We just want an answer to where you THINK the ES chip was clocked at, primarily so that we can then follow the logic of your thoughts. Whether you choose option a) b) or c) is moot, since each one branches off into a logical discussion. We'd be happy to have all three of you, but you'd have to promise to let go of that cognitive dissonance first.
 
Go look in the 9900k thread. Ive been running 5ghz for the past couple of weeks since Christmas If you want me to performance some additional testing for you just post in there.

But I doubt this request would be based on genuine interest more of an agenda that only you hold.

Bump your uncore to 4.7 and see how that impacts your cinebench score.
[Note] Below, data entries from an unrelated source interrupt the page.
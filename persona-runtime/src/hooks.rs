//! Entry points the host application calls when something happens to a
//! character outside the normal turn flow.

use chrono::{DateTime, Utc};
use chrono_tz::Tz;
use persona_core::display::{DisplayResolver, DisplayState};
use persona_core::mood::{MoodClock, MoodOverride, MoodState};
use persona_core::relationship::{RelationshipClassifier, RelationshipStatus};
use persona_core::schedule::ScheduledMessage;
use persona_core::{EmotionVector, Message};
use tracing::{debug, info};

use crate::error::Result;
use crate::state::SharedCharacter;

/// The user gave the character a gift.
///
/// Returns the new mood if the bump was large enough to commit.
pub fn on_gift(
    character: &SharedCharacter,
    clock: &MoodClock,
    gift_name: &str,
    now: DateTime<Utc>,
) -> Option<MoodState> {
    info!(gift = gift_name, "Gift received");
    character.override_mood(clock, &MoodOverride::gift(gift_name), now)
}

/// The conversation pipeline produced new relationship scores and emotions.
pub fn on_scores_changed(
    character: &SharedCharacter,
    classifier: &RelationshipClassifier,
    romance: i32,
    friendship: i32,
    emotions: EmotionVector,
) -> RelationshipStatus {
    character.update(|c| {
        c.emotions = emotions;
        c.apply_scores(romance, friendship, classifier)
    })
}

/// A user message arrived.
///
/// # Errors
/// Returns an error if `now` is older than the newest recorded message.
pub fn on_user_message(character: &SharedCharacter, text: &str, now: DateTime<Utc>) -> Result<()> {
    character.update(|c| c.push_message(Message::user(text, now)))?;
    debug!(chars = text.chars().count(), "User message recorded");
    Ok(())
}

/// Remove and return the follow-ups due at `now`.
pub fn on_schedule_check(character: &SharedCharacter, now: DateTime<Utc>) -> Vec<ScheduledMessage> {
    let due = character.update(|c| c.schedule.take_due(now));
    if !due.is_empty() {
        info!(count = due.len(), "Scheduled messages due");
    }
    due
}

/// The badge to show right now.
#[must_use]
pub fn current_badge(
    character: &SharedCharacter,
    resolver: &DisplayResolver,
    now: DateTime<Utc>,
    tz: Tz,
) -> DisplayState {
    character.read(|c| c.badge(resolver, now, tz))
}

#[cfg(test)]
mod tests {
    use super::*;
    use chrono::{Duration, TimeZone};
    use persona_core::Character;
    use persona_core::display::DisplayKind;

    fn at(hour: u32) -> DateTime<Utc> {
        Utc.with_ymd_and_hms(2024, 5, 1, hour, 0, 0).single().expect("valid")
    }

    #[test]
    fn scores_update_emotions_and_status() {
        let shared = SharedCharacter::new(Character::new("Mina", ""));
        let classifier = RelationshipClassifier::standard();
        let status = on_scores_changed(
            &shared,
            &classifier,
            -80,
            0,
            EmotionVector::new(0, 90, 0, 0, 0).with_friendship(-40),
        );
        assert_eq!(status, RelationshipStatus::Hostile);
        let snap = shared.snapshot();
        assert_eq!(snap.emotions.anger, 90);
        assert_eq!(snap.relationship.status(), RelationshipStatus::Hostile);
    }

    #[test]
    fn user_messages_must_be_chronological() {
        let shared = SharedCharacter::new(Character::new("Mina", ""));
        on_user_message(&shared, "hi", at(10)).expect("first");
        assert!(on_user_message(&shared, "earlier", at(9)).is_err());
        assert_eq!(shared.snapshot().history().len(), 1);
    }

    #[test]
    fn schedule_check_drains_due_only() {
        let shared = SharedCharacter::new(Character::new("Mina", ""));
        shared.update(|c| {
            c.schedule.push(ScheduledMessage::new(at(9), "early", None), 10);
            c.schedule.push(ScheduledMessage::new(at(12), "late", None), 10);
        });
        let due = on_schedule_check(&shared, at(10));
        assert_eq!(due.len(), 1);
        assert_eq!(due[0].reason, "early");
        assert_eq!(shared.snapshot().schedule.len(), 1);
        assert!(on_schedule_check(&shared, at(10) + Duration::minutes(1)).is_empty());
    }

    #[test]
    fn gift_changes_badge() {
        let shared = SharedCharacter::new(Character::new("Mina", ""));
        let clock = MoodClock::default();
        let resolver = DisplayResolver::standard();
        on_gift(&shared, &clock, "cake", at(3)).expect("committed");
        // Energy 95 at noon UTC with no strong emotions.
        assert_eq!(
            current_badge(&shared, &resolver, at(12), Tz::UTC).kind,
            DisplayKind::Energetic
        );
    }
}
I posted mine in that thread a while back and were much higher at 5ghz. Shouldn’t be that much difference.
 
Slightly yes, the 2700X at 4.6Ghz would score the same as the 9900K does at 4.7Ghz.

I think that Ryzen 3000 was running at 4.3Ghz to achieve 2057 and final clocks will be 4.5Ghz all core, so a combination of higher IPC and higher clocks, i just can't see it running at 4.7Ghz out of the box.